È il risultato delle difficoltà di studio causato da quarantene e didattica a distanza. Ma ora è il momento di recuperare e, a piccoli gruppi, si torna ai corsi in presenza. «Purtroppo circa il 40-50% degli studenti delle scuole superiori romane ha avuto in pagella delle insufficienze da recuperare – spiega Mario Rusconi, presidente dell’Associazione nazionale dei presidi di Roma – soprattutto nelle materie scientifiche, in inglese e in latino: purtroppo assistiamo ad un calo nel rendimento, in gran parte dovuto ai due anni di pandemia. A questo punto rischiamo un aumento della dispersione, soprattutto al biennio».
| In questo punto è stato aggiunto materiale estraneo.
//! Checkpoint files
//!
//! A checkpoint is the persisted result of one snapshot: the namespace, when
//! it was taken, and every resource in snapshot order. Writes go to a
//! locked temp file that is then renamed over the target.

use std::fs::{self, OpenOptions};
use std::io::Write;
use std::path::Path;

use anyhow::{Context, Result};
use chrono::{DateTime, Utc};
use fs2::FileExt;
use serde::{Deserialize, Serialize};

use super::format::SnapshotFormat;
use crate::domain::{Resource, Urn};

#[derive(Debug, Clone, PartialEq, Serialize, Deserialize)]
pub struct Checkpoint {
    pub namespace: String,
    pub created_at: DateTime<Utc>,
    #[serde(default)]
    pub resources: Vec<Resource>,
}

impl Checkpoint {
    /// Creates a checkpoint stamped with the current time
    pub fn new(namespace: impl Into<String>, resources: Vec<Resource>) -> Self {
        Self {
            namespace: namespace.into(),
            created_at: Utc::now(),
            resources,
        }
    }

    /// Finds a resource by URN
    pub fn find(&self, urn: &Urn) -> Option<&Resource> {
        self.resources.iter().find(|r| r.urn() == Some(urn))
    }

    /// Reads a checkpoint; the extension picks the format, else `fallback`
    pub fn load(path: &Path, fallback: SnapshotFormat) -> Result<Self> {
        let format = SnapshotFormat::from_path(path).unwrap_or(fallback);
        let content = fs::read_to_string(path)
            .with_context(|| format!("Failed to read checkpoint: {}", path.display()))?;

        format
            .parse(&content)
            .with_context(|| format!("Failed to load checkpoint: {}", path.display()))
    }

    /// Writes the checkpoint atomically
    pub fn save(&self, path: &Path, fallback: SnapshotFormat) -> Result<()> {
        let format = SnapshotFormat::from_path(path).unwrap_or(fallback);
        let content = format.render(self).context("Failed to serialize checkpoint")?;

        if let Some(parent) = path.parent().filter(|p| !p.as_os_str().is_empty()) {
            fs::create_dir_all(parent)
                .with_context(|| format!("Failed to create directory: {}", parent.display()))?;
        }

        let mut temp_name = path.as_os_str().to_owned();
        temp_name.push(".tmp");
        let temp_path = Path::new(&temp_name);

        {
            let mut file = OpenOptions::new()
                .write(true)
                .create(true)
                .truncate(true)
                .open(temp_path)
                .with_context(|| format!("Failed to create temp file: {}", temp_path.display()))?;

            file.lock_exclusive()
                .context("Failed to acquire write lock on checkpoint")?;

            file.write_all(content.as_bytes())
                .context("Failed to write checkpoint")?;
            if !content.ends_with('\n') {
                file.write_all(b"\n").context("Failed to write checkpoint")?;
            }
            file.flush().context("Failed to flush checkpoint")?;
        }

        fs::rename(temp_path, path).with_context(|| {
            format!(
                "Failed to rename {} to {}",
                temp_path.display(),
                path.display()
            )
        })
    }
}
Le insufficienze però devono essere recuperate e quest’anno, dopo due anni di blocco, si sta tornando ai corsi di recupero in presenza : «Organizziamo i corsi in micro-gruppi da 5 ragazzi, tutti con problematiche simili anche da classi diverse - spiega Tiziana Sallusti, preside del liceo classico Mamiani – portiamo avanti i corsi per le materie di indirizzo, tramite l’organico potenziato Covid, come latino e greco, matematica, fisica e inglese. Le maggiori difficoltà si presentano nelle traduzioni, per le quali l’esercizio in classe è molto importante, e nelle terze classi dove ci sono i ragazzi che hanno iniziato il liceo con la pandemia. Quindi, oltre all’aspetto didattico, c’è anche la componente sociale: le classi non sono affiatate».

Al Mamiani, come in tante altre scuole superiori, è stato necessario potenziare gli sportelli psicologici a cui i ragazzi si rivolgono con sempre maggiore frequenza. Al liceo Newton i corsi di recupero sono online ma ci sono gli sportelli individuali e si svolgono in presenza: lo studente si rivolge al professore per chiarire un argomento specifico.
«Le maggiori criticità si registrano nelle discipline di indirizzo – spiega Cristina Costarelli, dirigente scolastico del liceo scientifico Newton e presidente dell’Associazione nazionale dei presidi del Lazio - per noi, quindi, soprattutto nelle materie scientifiche. Con una materia come matematica, ad esempio, non si possono ridurre gli argomenti perché bisogna seguire un percorso ad anelli, legati uno all’altro».